Are they going to say milk is no longer allowed because some kids are lactose intolerant?
Heh heh. Nice one. elucidator compliments Diogenes on having the restraint to stay out of the thread and its immediately followed by the man himself posting three times in an angry fashion.
Still, i think you’re overreacting a little emarkp. He didn’t threaten to murder your child, he was making fun of a hypothetical restriction at his daughters school.
I agree. If I had read 'lucy’s post before I submitted I would have probably stayed out of the thread, but once I was already dirty I figured what the hell.
I’m trying really hard not to take sides here, but I think that with kids, there is such a thing as second-hand peanut butter - they aren’t always terribly disciplined about where their food goes while they are eating and about cleaning up after themselves or washing their hands; for individuals who are sensisitive to the point that skin contact with peanut traces is dangerous, this is a problem.
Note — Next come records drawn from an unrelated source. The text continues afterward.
//! Argument-parsing and local-error-path tests that don't require network
//! access — every command below fails before a repository is ever touched.

use assert_cmd::Command;
use predicates::prelude::*;

fn jgo_cmd() -> Command {
    Command::cargo_bin("jgo").unwrap()
}

#[test]
fn no_subcommand_prints_usage_and_fails() {
    jgo_cmd().assert().failure().stderr(predicate::str::contains("Usage"));
}

#[test]
fn resolve_rejects_malformed_endpoint() {
    jgo_cmd()
        .args(["resolve", "not-a-coordinate"])
        .assert()
        .failure();
}

#[test]
fn build_with_missing_project_file_fails() {
    let tmp = tempfile::TempDir::new().unwrap();
    jgo_cmd()
        .current_dir(tmp.path())
        .args(["build"])
        .assert()
        .failure();
}

#[test]
fn sync_accepts_offline_and_verify_flags() {
    let tmp = tempfile::TempDir::new().unwrap();
    jgo_cmd()
        .current_dir(tmp.path())
        .args(["sync", "--offline", "--verify", "g:a:1.0"])
        .assert()
        .failure();
}

#[test]
fn run_requires_trailing_args_marker_for_program_arguments() {
    jgo_cmd()
        .args(["run", "g:a:1.0", "--", "--flag"])
        .assert()
        .failure();
}

#[test]
fn help_lists_all_five_subcommands() {
    let output = jgo_cmd().arg("--help").assert().success();
    let stdout = String::from_utf8(output.get_output().stdout.clone()).unwrap();
    for subcommand in ["resolve", "build", "lock", "sync", "run"] {
        assert!(stdout.contains(subcommand), "missing subcommand '{subcommand}' in --help output");
    }
}
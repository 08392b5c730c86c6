//! The `build` operation: resolve, then materialize the resolved set into
//! a content-addressed environment directory (spec §4.6). Idempotent —
//! re-running against an unchanged spec observes the existing `.ok`
//! sentinel and performs no further writes.

use jgo_env::materialize::{self, Environment, LinkStrategy};
use jgo_maven::cache::LocalCache;
use jgo_maven::download;
use jgo_util::dirs;
use jgo_util::errors::JgoError;
use jgo_util::progress;

use crate::spec::ResolveSpec;

pub async fn build(spec: &ResolveSpec, jdk_version: &str) -> Result<Environment, JgoError> {
    let result = crate::resolve::resolve(spec, jdk_version).await?;
    let strategy = LinkStrategy::parse(&spec.links).unwrap_or(LinkStrategy::Auto);

    let cache = LocalCache::new();
    let client = download::build_client().map_err(|e| JgoError::Network { message: e.to_string() })?;
    let cache_root = dirs::cache_root();
    let spec_hash = spec.spec_hash();

    progress::status("Building", &format!("{}:{}", spec.root.group_id, spec.root.artifact_id));

    let env = materialize::materialize(
        &result.artifacts,
        &spec.root.group_id,
        &spec.root.artifact_id,
        spec.filters.optional_depth,
        &spec_hash,
        env!("CARGO_PKG_VERSION"),
        &spec.repos,
        &cache,
        &client,
        &cache_root,
        strategy,
    )
    .await?;

    progress::status_info("Finished", &format!("{}", env.dir.display()));
    Ok(env)
}
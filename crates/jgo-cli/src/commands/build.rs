//! `jgo build` — resolve and materialize the environment.

use miette::IntoDiagnostic;

use crate::cli::{NetworkFlags, Target};

use super::support;

pub async fn exec(target: Target, network: NetworkFlags, links: Option<String>) -> miette::Result<()> {
    super::apply_network_flags(network.offline);

    let (mut spec, _lock_path, _java) = support::load(&target).into_diagnostic()?;
    if let Some(links) = links {
        spec.links = links;
    }
    let jdk_version = support::detect_jdk_version();
    let env = jgo_ops::build::build(&spec, &jdk_version).await.into_diagnostic()?;

    if network.verify {
        jgo_env::materialize::verify(&env.dir).into_diagnostic()?;
    }

    println!("{}", env.dir.display());
    Ok(())
}
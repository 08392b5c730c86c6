use jgo_util::fs::{ensure_dir, find_ancestor_with};
use tempfile::TempDir;

#[test]
fn test_find_ancestor_with_direct() {
    let tmp = TempDir::new().unwrap();
    std::fs::write(tmp.path().join("jgo.toml"), "").unwrap();
    let result = find_ancestor_with(tmp.path(), "jgo.toml");
    assert_eq!(result, Some(tmp.path().to_path_buf()));
}

#[test]
fn test_find_ancestor_with_nested() {
    let tmp = TempDir::new().unwrap();
    std::fs::write(tmp.path().join("jgo.toml"), "").unwrap();
    let nested = tmp.path().join("a").join("b").join("c");
    std::fs::create_dir_all(&nested).unwrap();
    let result = find_ancestor_with(&nested, "jgo.toml");
    assert_eq!(result, Some(tmp.path().to_path_buf()));
}

#[test]
fn test_find_ancestor_with_not_found() {
    let tmp = TempDir::new().unwrap();
    let result = find_ancestor_with(tmp.path(), "NonExistent.file");
    assert_eq!(result, None);
}

#[test]
fn test_ensure_dir_creates_nested() {
    let tmp = TempDir::new().unwrap();
    let deep = tmp.path().join("x").join("y").join("z");
    assert!(!deep.exists());
    ensure_dir(&deep).unwrap();
    assert!(deep.is_dir());
}

#[test]
fn test_ensure_dir_idempotent() {
    let tmp = TempDir::new().unwrap();
    let dir = tmp.path().join("already");
    std::fs::create_dir(&dir).unwrap();
    ensure_dir(&dir).unwrap();
    assert!(dir.is_dir());
}
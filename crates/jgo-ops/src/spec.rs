//! The unresolved spec: root coordinates, direct dependencies, global
//! exclusions, repositories and filters, built from either an endpoint
//! string or a project file (spec §4.5, §6.1, §6.2). Orchestrator
//! operations hash this into `spec_hash`, the header stamped into both the
//! project-level lock file and every environment's `jgo.lock.toml`.

use jgo_core::coordinate::{Coordinate, Endpoint, Placement};
use jgo_core::dependency::{Dependency, DependencyScope, Exclusion};
use jgo_core::project::ProjectFile;
use jgo_maven::repository::MavenRepository;
use jgo_resolver::resolver::ResolutionFilters;
use jgo_util::errors::JgoError;

/// The root label under which the resolved environment is cached
/// (`<cache_root>/envs/<g>/<a>/...`, spec §6.4).
#[derive(Debug, Clone)]
pub struct RootLabel {
    pub group_id: String,
    pub artifact_id: String,
    pub version: String,
}

/// Everything needed to drive a resolution, independent of how it was
/// specified (endpoint string on the command line, or a project file).
#[derive(Debug, Clone)]
pub struct ResolveSpec {
    pub root: RootLabel,
    pub direct_dependencies: Vec<Dependency>,
    pub global_exclusions: Vec<Exclusion>,
    pub repos: Vec<MavenRepository>,
    pub filters: ResolutionFilters,
    /// Explicit main class, when the caller supplied one (`@MainClass` in
    /// an endpoint, or absent from a project file's `[entrypoints]`).
    pub main_class: Option<String>,
    /// Link strategy string from `settings.links` (spec §6.2), defaulting
    /// to `"auto"` when unset.
    pub links: String,
}

impl ResolveSpec {
    /// Build a spec from an endpoint string (spec §6.1 grammar). The
    /// synthetic root label is derived from the first coordinate, since an
    /// endpoint names no project of its own.
    pub fn from_endpoint(endpoint_str: &str) -> Result<Self, JgoError> {
        let endpoint = Endpoint::parse(endpoint_str)?;
        let first = endpoint.coordinates.first().ok_or_else(|| JgoError::ParseError {
            message: format!("endpoint '{endpoint_str}' has no coordinates"),
        })?;

        let root = RootLabel {
            group_id: first.coordinate.group_id.clone(),
            artifact_id: first.coordinate.artifact_id.clone(),
            version: first.coordinate.version.clone().unwrap_or_else(|| "0".to_string()),
        };

        let mut direct_dependencies = Vec::new();
        let mut global_exclusions = Vec::new();

        for spec in &endpoint.coordinates {
            if spec.is_global_exclusion() {
                global_exclusions.push(Exclusion::new(
                    spec.coordinate.group_id.clone(),
                    spec.coordinate.artifact_id.clone(),
                ));
                continue;
            }

            let exclusions = spec
                .exclusions()
                .into_iter()
                .map(|(g, a)| Exclusion::new(g, a))
                .collect();

            direct_dependencies.push(Dependency {
                coordinate: spec.coordinate.clone(),
                scope: DependencyScope::Compile,
                optional: false,
                exclusions,
            });
        }

        Ok(Self {
            root,
            direct_dependencies,
            global_exclusions,
            repos: vec![MavenRepository::maven_central()],
            filters: ResolutionFilters::default(),
            main_class: endpoint.main_class,
            links: "auto".to_string(),
        })
    }

    /// Build a spec from a parsed project file (spec §6.2). `root_name`
    /// names the project for the cache key; project files have no
    /// coordinate of their own.
    pub fn from_project_file(project_file: &ProjectFile, root_name: &str) -> Result<Self, JgoError> {
        let root = RootLabel {
            group_id: "local".to_string(),
            artifact_id: project_file
                .environment
                .name
                .clone()
                .unwrap_or_else(|| root_name.to_string()),
            version: "0".to_string(),
        };

        let global_exclusions: Vec<Exclusion> = project_file
            .dependencies
            .exclusions
            .iter()
            .filter_map(|s| Exclusion::parse(s))
            .collect();

        let mut direct_dependencies = Vec::with_capacity(project_file.dependencies.coordinates.len());
        for coord_str in &project_file.dependencies.coordinates {
            let expanded = project_file.expand_shortcut(coord_str);
            let coordinate = Coordinate::parse(expanded)?;
            direct_dependencies.push(Dependency {
                coordinate,
                scope: DependencyScope::Compile,
                optional: false,
                exclusions: Vec::new(),
            });
        }

        let mut repos: Vec<MavenRepository> = project_file
            .repositories
            .iter()
            .map(|(name, url)| MavenRepository::from_project_entry(name, url))
            .collect();
        if repos.is_empty() {
            repos.push(MavenRepository::maven_central());
        }

        let main_class = project_file.entrypoint("default").map(str::to_string);
        let links = project_file.settings.links.clone().unwrap_or_else(|| "auto".to_string());

        Ok(Self {
            root,
            direct_dependencies,
            global_exclusions,
            repos,
            filters: ResolutionFilters::default(),
            main_class,
            links,
        })
    }

    /// Hash of the unresolved spec (spec §4.5): root coordinates, direct
    /// dependencies, global exclusions, and filters. Stable under
    /// dependency-declaration reordering by sorting before rendering.
    pub fn spec_hash(&self) -> String {
        let mut lines: Vec<String> = self
            .direct_dependencies
            .iter()
            .map(render_dependency)
            .collect();
        lines.sort();

        let mut exclusions: Vec<String> = self.global_exclusions.iter().map(|e| e.to_string()).collect();
        exclusions.sort();

        let rendered = format!(
            "root={}:{}:{}\ndeps={}\nexcl={}\ntest={}\noptional={}\noptional_depth={}\nlenient={}",
            self.root.group_id,
            self.root.artifact_id,
            self.root.version,
            lines.join(","),
            exclusions.join(","),
            self.filters.include_test,
            self.filters.include_optional,
            self.filters.optional_depth,
            self.filters.lenient,
        );
        jgo_util::hash::sha256_bytes(rendered.as_bytes())
    }
}

fn render_dependency(dep: &Dependency) -> String {
    let mut rendered = format!(
        "{}:{}:{}:{}",
        dep.coordinate,
        dep.scope,
        dep.optional,
        dep.coordinate.classifier.as_deref().unwrap_or(""),
    );
    if !dep.exclusions.is_empty() {
        let mut excl: Vec<String> = dep.exclusions.iter().map(|e| e.to_string()).collect();
        excl.sort();
        rendered.push_str(":excl=");
        rendered.push_str(&excl.join(","));
    }
    rendered
}

/// Resolve a per-coordinate placement modifier (`m`/`mp`/`p`/`c`/`cp`) from
/// an endpoint string for a given `(group, artifact)`, used to override
/// automatic module/class-path classification when the caller was explicit.
pub fn placement_override(endpoint_str: &str, group_id: &str, artifact_id: &str) -> Option<Placement> {
    let endpoint = Endpoint::parse(endpoint_str).ok()?;
    endpoint
        .coordinates
        .iter()
        .find(|spec| spec.coordinate.group_id == group_id && spec.coordinate.artifact_id == artifact_id)
        .and_then(|spec| spec.placement())
}

#[cfg(test)]
mod tests {
    use super::*;

    #[test]
    fn endpoint_single_coordinate_becomes_root() {
        let spec = ResolveSpec::from_endpoint("org.python:jython-standalone:2.7.4").unwrap();
        assert_eq!(spec.root.group_id, "org.python");
        assert_eq!(spec.root.artifact_id, "jython-standalone");
        assert_eq!(spec.direct_dependencies.len(), 1);
    }

    #[test]
    fn endpoint_global_exclusion_does_not_become_a_dependency() {
        let spec = ResolveSpec::from_endpoint("g:a:1.0+commons-logging:commons-logging(x)").unwrap();
        assert_eq!(spec.direct_dependencies.len(), 1);
        assert_eq!(spec.global_exclusions.len(), 1);
    }

    #[test]
    fn endpoint_main_class_suffix_is_captured() {
        let spec = ResolveSpec::from_endpoint("g:a:1.0@com.example.Main").unwrap();
        assert_eq!(spec.main_class.as_deref(), Some("com.example.Main"));
    }

    #[test]
    fn spec_hash_is_stable_under_dependency_reordering() {
        let a = ResolveSpec::from_endpoint("g:a:1.0+g:b:2.0").unwrap();
        let b = ResolveSpec::from_endpoint("g:b:2.0+g:a:1.0").unwrap();
        assert_ne!(a.root.artifact_id, b.root.artifact_id);
        // Build specs with matching roots to compare hashing in isolation.
        let mut a2 = a.clone();
        let mut b2 = b.clone();
        a2.root = RootLabel { group_id: "g".into(), artifact_id: "root".into(), version: "0".into() };
        b2.root = a2.root.clone();
        assert_eq!(a2.spec_hash(), b2.spec_hash());
    }

    #[test]
    fn spec_hash_changes_with_exclusions() {
        let plain = ResolveSpec::from_endpoint("org.apache.httpcomponents:httpclient:4.5.14").unwrap();
        let excluded = ResolveSpec::from_endpoint(
            "org.apache.httpcomponents:httpclient:4.5.14(x:commons-logging:commons-logging)",
        )
        .unwrap();
        assert_ne!(plain.spec_hash(), excluded.spec_hash());
    }
}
Although perhaps the measures required to accomodate such people are so excessive that the better solution (and I think I would be seriously considering this as a parent) would be to keep the affected child away from such situations because children who had just eaten peanut butter on toast for breakfast would present almost the same level of danger, even if they did not deliberately bring any peanut product to school.
While I agree with Diogenes the Cynic’s overall point I do think he could have phrased it a little bit better. But I also understand why he, in his fustration at the assinine rules, chose to use some un-PC terms.
The smell of peanut butter is enough to cause a reaction in kids who are very allergic, I have seen it happen, it is not over protectivness on the part of the parents, it is a real danger.
But if a child is that allergic, I don’t think they should be going to public school, because there is no way to protect that child, no matter what measures the school takes…well, uinless you had a change of clothing for every child at the school, and you washed them off before they went to class.
ps. I am sort of surprised that is was Diogenes the Cynic you choose to pit out of that thread, when another poster in that thread said that kids with nut allergies should be killed at birth.